Community sports venue in southern Manitoba

The St. James Civic Centre is a multipurpose recreation complex located in the St. James district of Winnipeg, Manitoba, Canada. The complex features an indoor ice hockey arena, swimming pool, and auditorium. Built in 1967, the St. James Civic Centre is owned and operated by the City of Winnipeg.

The St. James Civic Centre arena has been one of the more prominent hockey venues in Winnipeg since its opening. With a seating capacity of 1,500, it is one of the larger arenas in the city.

The facility is currently home to the St. James Canucks of the Manitoba Major Junior Hockey League and local minor hockey teams.
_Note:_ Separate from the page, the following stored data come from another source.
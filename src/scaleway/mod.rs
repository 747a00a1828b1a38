//! Scaleway image provider driven through the `scw` CLI.
//!
//! Images are listed with `scw instance image list`, deregistered with
//! `scw instance image delete` (which leaves snapshots in place) and their
//! snapshots removed one by one with `scw instance snapshot delete`.

use std::ffi::OsString;

use serde_json::Value;

use crate::command::{CommandOutput, CommandRunner, ProcessCommandRunner};
use crate::image::ImageDescriptor;
use crate::provider::{ImageProvider, ProviderError};

mod types;

use types::ScwImage;

/// Default Scaleway CLI binary name.
pub const DEFAULT_SCW_BIN: &str = "scw";

/// Default zone inspected when none is configured.
pub const DEFAULT_ZONE: &str = "fr-par-1";

/// Where and how the `scw` CLI is invoked.
#[derive(Clone, Debug, Eq, PartialEq)]
pub struct ScwTarget {
    /// Path to the `scw` CLI binary.
    pub scw_bin: String,
    /// Zone whose images are cleaned.
    pub zone: String,
    /// Optional project restricting the image listing.
    pub project_id: Option<String>,
    /// Optional CLI profile selecting non-default credentials.
    pub profile: Option<String>,
}

impl ScwTarget {
    /// Creates a target for `zone` using the default binary and credentials.
    #[must_use]
    pub fn new(zone: impl Into<String>) -> Self {
        Self {
            scw_bin: String::from(DEFAULT_SCW_BIN),
            zone: zone.into().trim().to_owned(),
            project_id: None,
            profile: None,
        }
    }

    /// Overrides the CLI binary.
    #[must_use]
    pub fn scw_bin(mut self, value: impl Into<String>) -> Self {
        self.scw_bin = value.into().trim().to_owned();
        self
    }

    /// Restricts listing to a project.
    #[must_use]
    pub fn project_id(mut self, value: Option<String>) -> Self {
        self.project_id = value.map(|id| id.trim().to_owned());
        self
    }

    /// Selects a credentials profile.
    #[must_use]
    pub fn profile(mut self, value: Option<String>) -> Self {
        self.profile = value.map(|name| name.trim().to_owned());
        self
    }
}

/// [`ImageProvider`] backed by the Scaleway CLI.
#[derive(Clone, Debug)]
pub struct ScwImageProvider<R: CommandRunner> {
    target: ScwTarget,
    runner: R,
}

impl ScwImageProvider<ProcessCommandRunner> {
    /// Creates a provider wired to the real process runner.
    #[must_use]
    pub const fn with_process_runner(target: ScwTarget) -> Self {
        Self::new(target, ProcessCommandRunner)
    }
}

impl<R: CommandRunner> ScwImageProvider<R> {
    /// Creates a provider using the given target and runner.
    #[must_use]
    pub const fn new(target: ScwTarget, runner: R) -> Self {
        Self { target, runner }
    }

    /// Returns the target this provider talks to.
    #[must_use]
    pub const fn target(&self) -> &ScwTarget {
        &self.target
    }

    /// Builds an argument vector: global flags, the subcommand path, then
    /// the zone and any extra arguments.
    fn build_args(&self, subcommand_path: &[&str], extra: &[String]) -> Vec<OsString> {
        let mut args = Vec::new();

        if let Some(profile) = &self.target.profile {
            args.push(OsString::from("--profile"));
            args.push(OsString::from(profile));
        }
        for part in subcommand_path {
            args.push(OsString::from(*part));
        }
        for arg in extra {
            args.push(OsString::from(arg));
        }
        args.push(OsString::from(format!("zone={}", self.target.zone)));

        args
    }

    fn run_scw(&self, args: &[OsString], action: &str) -> Result<CommandOutput, ProviderError> {
        tracing::debug!(program = %self.target.scw_bin, action, "invoking scw");
        let output = self.runner.run(&self.target.scw_bin, args)?;
        if output.is_success() {
            return Ok(output);
        }

        Err(ProviderError::CommandFailure {
            program: self.target.scw_bin.clone(),
            action: action.to_owned(),
            status: output.code,
            status_text: output.status_text(),
            stderr: output.stderr,
        })
    }
}

impl<R: CommandRunner> ImageProvider for ScwImageProvider<R> {
    fn list_owned_images(&self) -> Result<Vec<ImageDescriptor>, ProviderError> {
        let mut extra = vec![String::from("public=false")];
        if let Some(project_id) = &self.target.project_id {
            extra.push(format!("project-id={project_id}"));
        }
        let mut args = self.build_args(&["instance", "image", "list"], &extra);
        args.push(OsString::from("-o"));
        args.push(OsString::from("json"));

        let output = self.run_scw(&args, "image list")?;
        let images = parse_images(&output.stdout)?;
        Ok(images.into_iter().map(ScwImage::into_descriptor).collect())
    }

    fn deregister_image(&self, image_id: &str) -> Result<(), ProviderError> {
        let args = self.build_args(&["instance", "image", "delete", image_id], &[]);
        self.run_scw(&args, "image delete").map(drop)
    }

    fn delete_snapshot(&self, snapshot_id: &str) -> Result<(), ProviderError> {
        let args = self.build_args(&["instance", "snapshot", "delete", snapshot_id], &[]);
        self.run_scw(&args, "snapshot delete").map(drop)
    }
}

/// Parses image list output, accepting either a bare array or an object
/// wrapping the array in an `images` field.
fn parse_images(stdout: &str) -> Result<Vec<ScwImage>, ProviderError> {
    let parse_error = |message: String| ProviderError::Parse {
        resource: String::from("images"),
        message,
    };

    let value: Value = serde_json::from_str(stdout).map_err(|err| parse_error(err.to_string()))?;
    let items = match value {
        items @ Value::Array(_) => items,
        Value::Object(mut fields) => fields
            .remove("images")
            .ok_or_else(|| parse_error(String::from("missing 'images' field")))?,
        _ => return Err(parse_error(String::from("unexpected JSON shape"))),
    };
    serde_json::from_value(items).map_err(|err| parse_error(err.to_string()))
}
The arena is also used for sledge hockey and ringette during the winter, as well as non-sporting activities during the summer. The pool and leisure centre includes a 25-yard*** swimming pool and weight room. In addition, there is a 350-seat auditorium and two meeting rooms. The facilities are available to the public year-round.

== History ==
An architectural drawing published in October 1964 of the new St. James Civic Centre, to be located on a portion of land formerly used by the Assiniboine Golf Course.

The St. James Civic Centre arena opened on January 22, 1966. The whole complex cost $850,000 to build with the first hockey event between St. James and Deer Lodge.

The St. James Canadians of the Manitoba Junior Hockey League were the arena's primary tenant from its opening in 1967 until the club's demise in 2004. Another MJHL team, the Winnipeg Saints, played one season there in 2011–2012.

It was also the venue for the CBC Championship Curling and the CBC Curling Classic series which aired from 1966 to 1979. The arena was also used a filming location for the 2011 hockey film Goon.